Der Abgeordnete der Demokratischen Partei des Kosovo Rashit Qalaj sieht die internationalen Reaktionen im Zusammenhang mit Entwicklungen im Land als beunruhigend. Er sagt, er fürchtet zunehmende Maßnahmen der Europäischen Union. Die Anpassung der Zentralbank des Kosovo in Bezug auf den serbischen Dinar, die Schließung Büros in Pec und Dragas sind einige der Entscheidungen, die laut den internationalen, [...]
Der Abgeordnete der Demokratischen Partei des Kosovo Rashit Qalaj sieht die internationalen Reaktionen im Zusammenhang mit Entwicklungen im Land als beunruhigend.
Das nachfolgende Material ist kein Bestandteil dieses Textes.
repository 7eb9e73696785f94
use serde::de::DeserializeOwned;
use serde::{Deserialize, Serialize};
use serde_json::Value;

use crate::error::ValidationError;

#[derive(Debug, Clone, Copy, Serialize, Deserialize, PartialEq, Eq, Default)]
#[serde(rename_all = "lowercase")]
pub enum DataPrivacy {
    #[default]
    Private,
    Friends,
    Public,
}

#[derive(Debug, Clone, Copy, Serialize, Deserialize, PartialEq, Eq, Default)]
#[serde(rename_all = "lowercase")]
pub enum Language {
    #[default]
    En,
    Es,
    Fr,
    De,
    Pt,
    Ja,
}

/// Profile preferences. Every key is required and unknown keys are refused,
/// so a stored record always has exactly this shape.
#[derive(Debug, Clone, Serialize, Deserialize, PartialEq, Eq)]
#[serde(deny_unknown_fields)]
pub struct UserSettings {
    pub notifications: bool,
    pub sounds: bool,
    pub dark_mode: bool,
    pub daily_reminders: bool,
    pub meditation_sounds: bool,
    pub data_privacy: DataPrivacy,
    pub language: Language,
}

impl Default for UserSettings {
    fn default() -> Self {
        Self {
            notifications: true,
            sounds: true,
            dark_mode: false,
            daily_reminders: true,
            meditation_sounds: true,
            data_privacy: DataPrivacy::Private,
            language: Language::En,
        }
    }
}

const BOOLEAN_KEYS: [&str; 5] = [
    "notifications",
    "sounds",
    "dark_mode",
    "daily_reminders",
    "meditation_sounds",
];

impl UserSettings {
    /// Validates an untyped JSON body, naming the first offending key.
    pub fn from_value(value: Value) -> Result<Self, ValidationError> {
        let Value::Object(map) = &value else {
            return Err(ValidationError::new("settings", "expected a JSON object"));
        };

        for key in map.keys() {
            let known = BOOLEAN_KEYS.contains(&key.as_str())
                || key == "data_privacy"
                || key == "language";
            if !known {
                return Err(ValidationError::new(key.as_str(), "unknown setting"));
            }
        }

        for key in BOOLEAN_KEYS {
            match map.get(key) {
                None => return Err(ValidationError::new(key, "setting is required")),
                Some(Value::Bool(_)) => {}
                Some(_) => return Err(ValidationError::new(key, "expected true or false")),
            }
        }

        check_choice::<DataPrivacy>(map, "data_privacy", "private, friends or public")?;
        check_choice::<Language>(map, "language", "en, es, fr, de, pt or ja")?;

        serde_json::from_value(value).map_err(|e| ValidationError::new("settings", e.to_string()))
    }
}

fn check_choice<T: DeserializeOwned>(
    map: &serde_json::Map<String, Value>,
    key: &str,
    allowed: &str,
) -> Result<(), ValidationError> {
    let value = map
        .get(key)
        .ok_or_else(|| ValidationError::new(key, "setting is required"))?;
    T::deserialize(value)
        .map(|_| ())
        .map_err(|_| ValidationError::new(key, format!("expected one of {}", allowed)))
}

#[cfg(test)]
mod tests {
    use super::*;
    use serde_json::json;

    fn valid() -> Value {
        json!({
            "notifications": false,
            "sounds": true,
            "dark_mode": true,
            "daily_reminders": false,
            "meditation_sounds": true,
            "data_privacy": "friends",
            "language": "ja"
        })
    }

    #[test]
    fn accepts_a_complete_record() {
        let settings = UserSettings::from_value(valid()).unwrap();
        assert!(settings.dark_mode);
        assert_eq!(settings.data_privacy, DataPrivacy::Friends);
        assert_eq!(settings.language, Language::Ja);
    }

    #[test]
    fn rejects_unknown_keys() {
        let mut body = valid();
        body["theme"] = json!("solarized");
        let err = UserSettings::from_value(body).unwrap_err();
        assert_eq!(err.field, "theme");
    }

    #[test]
    fn rejects_missing_keys() {
        let mut body = valid();
        body.as_object_mut().unwrap().remove("sounds");
        assert_eq!(UserSettings::from_value(body).unwrap_err().field, "sounds");
    }

    #[test]
    fn rejects_wrong_types_and_values() {
        let mut body = valid();
        body["notifications"] = json!("yes");
        assert_eq!(
            UserSettings::from_value(body).unwrap_err().field,
            "notifications"
        );

        let mut body = valid();
        body["language"] = json!("it");
        assert_eq!(UserSettings::from_value(body).unwrap_err().field, "language");

        let mut body = valid();
        body["data_privacy"] = json!("everyone");
        assert_eq!(
            UserSettings::from_value(body).unwrap_err().field,
            "data_privacy"
        );

        assert!(UserSettings::from_value(json!([1, 2])).is_err());
    }

    #[test]
    fn typed_deserialization_also_refuses_unknown_keys() {
        let mut body = valid();
        body["extra"] = json!(true);
        assert!(serde_json::from_value::<UserSettings>(body).is_err());
    }

    #[test]
    fn defaults_serialize_with_lowercase_choices() {
        let value = serde_json::to_value(UserSettings::default()).unwrap();
        assert_eq!(value["data_privacy"], "private");
        assert_eq!(value["language"], "en");
        assert_eq!(UserSettings::from_value(value).unwrap(), UserSettings::default());
    }
}
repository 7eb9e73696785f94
pub mod retry;
pub mod time;
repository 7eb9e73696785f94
use serde::Serialize;

use crate::models::content::{Challenge, Island, Module};
use crate::models::progress::UserProgress;
use crate::services::content_service::Catalog;

const MAX_MODULES: usize = 2;
const MAX_CHALLENGES: usize = 2;

#[derive(Debug, Default, Clone, PartialEq, Serialize)]
pub struct Recommendations<'a> {
    pub modules: Vec<&'a Module>,
    pub challenges: Vec<&'a Challenge>,
}

/// Picks what to surface next from the user's completion history.
///
/// Users without any island progress get nothing. Otherwise the island
/// furthest along (earliest defined on a tie) supplies up to two unfinished
/// modules, and up to two unfinished challenges are taken from the whole
/// catalog. Both lists keep catalog order.
pub fn recommend<'a>(progress: &UserProgress, catalog: &'a Catalog) -> Recommendations<'a> {
    let Some(focus) = focus_island(progress, catalog) else {
        return Recommendations::default();
    };

    let modules = catalog
        .modules_of_island(&focus.id)
        .into_iter()
        .filter(|module| !progress.is_module_completed(&module.id))
        .take(MAX_MODULES)
        .collect();

    let challenges = catalog
        .challenges()
        .iter()
        .filter(|challenge| !progress.is_challenge_completed(&challenge.id))
        .take(MAX_CHALLENGES)
        .collect();

    Recommendations {
        modules,
        challenges,
    }
}

fn focus_island<'a>(progress: &UserProgress, catalog: &'a Catalog) -> Option<&'a Island> {
    let mut best: Option<(&Island, u32)> = None;
    for island in catalog.islands() {
        let Some(entry) = progress.island_progress().get(&island.id) else {
            continue;
        };
        // Strictly greater keeps the earlier island on a tie.
        if best.map_or(true, |(_, percent)| entry.progress_percent > percent) {
            best = Some((island, entry.progress_percent));
        }
    }
    best.map(|(island, _)| island)
}
pub mod auth;
pub mod metrics;
pub mod trace;
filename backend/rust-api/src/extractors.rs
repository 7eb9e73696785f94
use axum::{
    extract::{rejection::JsonRejection, FromRequest, Request},
    Json,
};

use crate::handlers::ApiError;

/// JSON body extractor whose rejection is the usual `{message, status}`
/// error body instead of axum's plain-text one.
pub struct AppJson<T>(pub T);

impl<T, S> FromRequest<S> for AppJson<T>
where
    T: serde::de::DeserializeOwned + 'static,
    S: Send + Sync,
{
    type Rejection = ApiError;

    async fn from_request(req: Request, state: &S) -> Result<Self, Self::Rejection> {
        match Json::<T>::from_request(req, state).await {
            Ok(Json(value)) => Ok(AppJson(value)),
            Err(rejection) => {
                let message = describe(&rejection);
                tracing::warn!("{}", message);
                Err(ApiError::bad_request(message))
            }
        }
    }
}

fn describe(rejection: &JsonRejection) -> String {
    match rejection {
        JsonRejection::MissingJsonContentType(_) => {
            "Expected request with `Content-Type: application/json`".to_string()
        }
        other => format!("Failed to parse JSON request body: {}", other.body_text()),
    }
}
Er sagt, er fürchtet zunehmende Maßnahmen der Europäischen Union.
Die Verordnung der Zentralbank des Kosovo über den serbischen Dinar, die Schließung von Büros in Pec und Dragas sind einige der Entscheidungen, die laut den Internationalen von den Kosovo-Institutionen ohne Koordination getroffen wurden.
In diesen Tagen, insbesondere am Wochenende, gab es zahlreiche Reaktionen der internationalen und europäischen Partner, aber auch des amerikanischen Botschafters, der sich mit den Aktionen der Kosovo-Regierung befasst hat, insbesondere konkrete Fragen, wie die Schließung des Büros in Pec und Dragash, die Dinarfrage und die Frage des Zentrums in der Nähe der Polizeistation < ”, sagt Qalaj für EO.
Er erklärte, dass bei diesen Reaktionen eine harte Sprache verwendet wurde, die die Beziehungen zu internationalen Organisationen beeinträchtigen könnte.
“Ich kann sagen, dass das Kosovo bislang schwer beschädigt wurde, es ist bekannt, dass 300 Millionen Euro Geldwerte im Kosovo sind und dass jede andere Maßnahme noch mehr schaden wird, Verbündete sind enttäuscht von der Politik von Herrn Kurti”, sagt Qalaj weiter.
Die Tür fürchtet auch, andere Maßnahmen als Folge dieser Entscheidungen zu setzen. Er sagt, das Kosovo wäre schwer beschädigt.
Die zusätzliche “Mas mag es auch haben, was große Folgen hätte, aber ich hoffe, dass das Kosovo mit internationalen Verbündeten zusammenarbeiten wird, um andere Maßnahmen zu vermeiden, die dem Kosovo schaden würden.